Ninguém na região sabia como ajudá-lo. Ninguém conseguia trazê-lo de volta à humanidade! Contudo, Jesus Cristo, apenas com algumas palavras, mudou aquela realidade. Ele disse: “Espírito imundo, sai desse homem!” (v. 8). Diante do Senhor os demônios não poderam resistir. Tiveram que deixar aquele homem em paz. Tiveram que o liberar!
Os espíritos ainda rogaram, antes da retirada, que Jesus permitisse a eles entrarem numa vara de porcos, o que foi permitido. Não se sabe bem o porquê, mas esse pedido inusitado foi concedido, o que mostrou ainda mais a autoridade de Jesus sobre toda a criação. Contudo, “a manada, que era cerca de dois mil, precipitou-se despenhadeiro abaixo, para dentro do mar, onde se afogaram”.
O homem ficou são. Os demônios saíram e ele voltou à normalidade. “Indo ter com Jesus, viram o endemoninhado, o que tivera a legião, assentado, vestido, em perfeito juízo” (v. 15). O fato foi testemunhado por muitos da região. A boa nova se espalhou. Mas, não somente o fato da cura e libertação do homem ganhou as “manchetes dos jornais”, o extermínio dos porcos igualmente ganhou evidência.
O ato, que deveria ter sido recebido com aplausos e festejos, com muita gratidão e honrarias, pois um homem, que “estava morto, reviveu” passou a ser execrado, pois trouxe prejuízo financeiro!
Os homens da região vieram a Jesus e pediram que Ele se retirasse da terra deles! Assim, mostraram o que estava em seus corações: “porcos valem mais que homens”. Um problema individual havia sido resolvido, outro monstruoso problema social havia sido descoberto: a ganância em detrimento do valor humano!

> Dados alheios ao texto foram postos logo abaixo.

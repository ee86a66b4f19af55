//! Bounded-concurrency pipeline applying a transform to every item of a
//! stream.
//!
//! One producer task groups the source into batches and pushes them into a
//! queue holding at most one batch per worker. A fixed set of workers, each
//! owning one session, pulls batches and transforms their items in order.
//! The first failure cancels everything else and is returned to the caller.

mod worker;

use crate::connection::SessionFactory;
use crate::connection::config::{ConnectionConfig, RetryPolicy};
use crate::core::{ClusterError, Result};
use crate::progress::ProgressSink;
use async_trait::async_trait;
use futures::Stream;
use std::fmt::Display;
use std::sync::Arc;
use tokio::sync::{Mutex, mpsc, watch};
use tokio::task::JoinSet;
use tracing::{Instrument, Level, event, info_span};
use worker::{TaskReport, consume, produce};

pub const DEFAULT_WORKERS: usize = 16;
pub const DEFAULT_BATCH_SIZE: usize = 100;

/// What a transform did with one item
#[derive(Debug, Clone, Copy, PartialEq, Eq)]
pub enum ItemOutcome {
    Applied,
    Skipped,
}

/// Per-item operation run by the pipeline workers
///
/// `S` is the worker's session, `T` the item type. Returning
/// `ClusterError::DocumentMissing` skips the item; any other error stops the
/// whole pipeline.
#[async_trait]
pub trait ItemTransform<S, T>: Send + Sync + 'static
where
    S: Send,
    T: Sync,
{
    async fn apply(&self, session: &mut S, item: &T) -> Result<ItemOutcome>;
}

/// Pipeline tunables
#[derive(Debug, Clone, Copy, PartialEq, Eq)]
pub struct PipelineConfig {
    /// Number of workers, and capacity of the batch queue
    pub workers: usize,
    /// Maximum items per batch
    pub batch_size: usize,
    /// Retry schedule for each worker's session
    pub retry: RetryPolicy,
}

impl PipelineConfig {
    pub fn workers(mut self, workers: usize) -> Self {
        self.workers = workers;
        self
    }

    pub fn batch_size(mut self, batch_size: usize) -> Self {
        self.batch_size = batch_size;
        self
    }

    pub fn retry(mut self, retry: RetryPolicy) -> Self {
        self.retry = retry;
        self
    }

    pub fn validate(&self) -> std::result::Result<(), String> {
        if self.workers == 0 {
            return Err("workers must be > 0".to_string());
        }
        if self.batch_size == 0 {
            return Err("batch_size must be > 0".to_string());
        }
        self.retry.validate()
    }
}

impl Default for PipelineConfig {
    fn default() -> Self {
        Self {
            workers: DEFAULT_WORKERS,
            batch_size: DEFAULT_BATCH_SIZE,
            retry: RetryPolicy::default(),
        }
    }
}

/// Totals over every worker of a completed run
#[derive(Debug, Clone, Copy, Default, PartialEq, Eq)]
pub struct PipelineReport {
    pub batches: u64,
    pub applied: u64,
    pub skipped: u64,
}

impl PipelineReport {
    pub fn processed(&self) -> u64 {
        self.applied + self.skipped
    }

    fn merge(&mut self, other: PipelineReport) {
        self.batches += other.batches;
        self.applied += other.applied;
        self.skipped += other.skipped;
    }
}

/// The pipeline itself; cheap to construct, reusable across runs.
#[derive(Debug, Clone)]
pub struct BoundedPipeline {
    config: PipelineConfig,
}

impl BoundedPipeline {
    pub fn new(config: PipelineConfig) -> Result<Self> {
        config.validate().map_err(ClusterError::InvalidConfig)?;
        Ok(Self { config })
    }

    pub fn config(&self) -> &PipelineConfig {
        &self.config
    }

    /// Runs `transform` over every item of `source`.
    ///
    /// Every worker opens its own session to `endpoint` through `factory`.
    /// Returns once the source is exhausted and every batch has been
    /// consumed, or with the first error raised by the producer or a worker.
    /// In the latter case some items may already have been transformed and
    /// others not; nothing is retried.
    pub async fn run<F, T, St, X>(
        &self,
        factory: Arc<F>,
        endpoint: &ConnectionConfig,
        source: St,
        transform: Arc<X>,
        progress: Arc<dyn ProgressSink>,
    ) -> Result<PipelineReport>
    where
        F: SessionFactory,
        T: Display + Send + Sync + 'static,
        St: Stream<Item = Result<T>> + Send + 'static,
        X: ItemTransform<F::Session, T>,
    {
        let PipelineConfig {
            workers,
            batch_size,
            retry,
        } = self.config;

        let (batch_tx, batch_rx) = mpsc::channel::<Vec<T>>(workers);
        let batch_rx = Arc::new(Mutex::new(batch_rx));
        let (cancel_tx, cancel_rx) = watch::channel(false);

        event!(Level::INFO, workers, batch_size, url = %endpoint.url, "pipeline starting");

        let mut tasks = JoinSet::new();
        tasks.spawn(
            produce(source, batch_tx, batch_size, cancel_rx.clone())
                .instrument(info_span!("pipeline.producer")),
        );
        for id in 0..workers {
            tasks.spawn(
                consume(
                    id,
                    factory.clone(),
                    endpoint.clone(),
                    retry,
                    batch_rx.clone(),
                    transform.clone(),
                    progress.clone(),
                    cancel_rx.clone(),
                )
                .instrument(info_span!("pipeline.worker", worker = id)),
            );
        }
        drop(batch_rx);

        let mut report = PipelineReport::default();
        let mut produced = 0u64;
        let mut first_error: Option<ClusterError> = None;
        let mut stray_cancel = false;

        while let Some(joined) = tasks.join_next().await {
            match joined.map_err(ClusterError::from).and_then(|outcome| outcome) {
                Ok(TaskReport::Produced { batches, items }) => {
                    event!(Level::DEBUG, batches, items, "all batches queued");
                    produced = items;
                }
                Ok(TaskReport::Consumed(stats)) => report.merge(stats),
                // Expected once the flag is up; before that it means a task
                // stopped on its own and the run cannot be trusted.
                Err(ClusterError::Cancelled) if *cancel_tx.borrow() => {}
                Err(ClusterError::Cancelled) => {
                    event!(Level::ERROR, "pipeline task stopped without a cancellation request");
                    let _ = cancel_tx.send(true);
                    stray_cancel = true;
                }
                Err(err) if first_error.is_none() => {
                    event!(Level::ERROR, error = %err, "pipeline task failed, cancelling");
                    let _ = cancel_tx.send(true);
                    first_error = Some(err);
                }
                Err(err) => {
                    event!(Level::DEBUG, error = %err, "further failure after cancellation");
                }
            }
        }

        if let Some(err) = first_error {
            return Err(err);
        }
        if stray_cancel {
            return Err(ClusterError::Worker(
                "pipeline task stopped without a cancellation request".to_string(),
            ));
        }

        event!(
            Level::INFO,
            produced,
            applied = report.applied,
            skipped = report.skipped,
            batches = report.batches,
            "pipeline finished"
        );
        Ok(report)
    }
}

#[cfg(test)]
mod tests {
    use super::*;

    #[test]
    fn test_default_config() {
        let config = PipelineConfig::default();
        assert_eq!(config.workers, 16);
        assert_eq!(config.batch_size, 100);
        assert!(config.validate().is_ok());
    }

    #[test]
    fn test_config_validation() {
        assert!(PipelineConfig::default().workers(0).validate().is_err());
        assert!(PipelineConfig::default().batch_size(0).validate().is_err());
        assert!(BoundedPipeline::new(PipelineConfig::default().workers(0)).is_err());
    }

    #[test]
    fn test_report_merge() {
        let mut report = PipelineReport::default();
        report.merge(PipelineReport {
            batches: 1,
            applied: 99,
            skipped: 1,
        });
        report.merge(PipelineReport {
            batches: 1,
            applied: 10,
            skipped: 0,
        });
        assert_eq!(report.processed(), 110);
        assert_eq!(report.batches, 2);
    }
}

Que pena! É uma decepção perceber que às vezes o povo valoriza mais o lucro do que uma vida! Triste ver pessoas que fazem o bem serem questionadas, execradas e expulsas da sociedade porque contrariam o interesse da elite. É de partir o coração ver a inversão de valores acontecendo e ganhando força numa sociedade, que tem o bem por mal e o mal por bem!
Pior ainda é ver os homens expulsando Jesus Cristo e ficando com seus demônios prediletos. Abraçando as trevas e renegando a luz. Vivendo este mundo e se esquecendo do Reino de Deus. Pensando nas coisas materiais e negligenciando as realidades espirituais. Vivendo para a carne e não para o Espírito de Deus!
A mensagem que fica é para que não imitemos esse procedimento. Que nunca valorizemos mais porcos do que uma vida. Que continuemos firmes nos princípios do Senhor, reafirmando que “uma vida vale mais que o mundo inteiro”. Deus nos abençoe.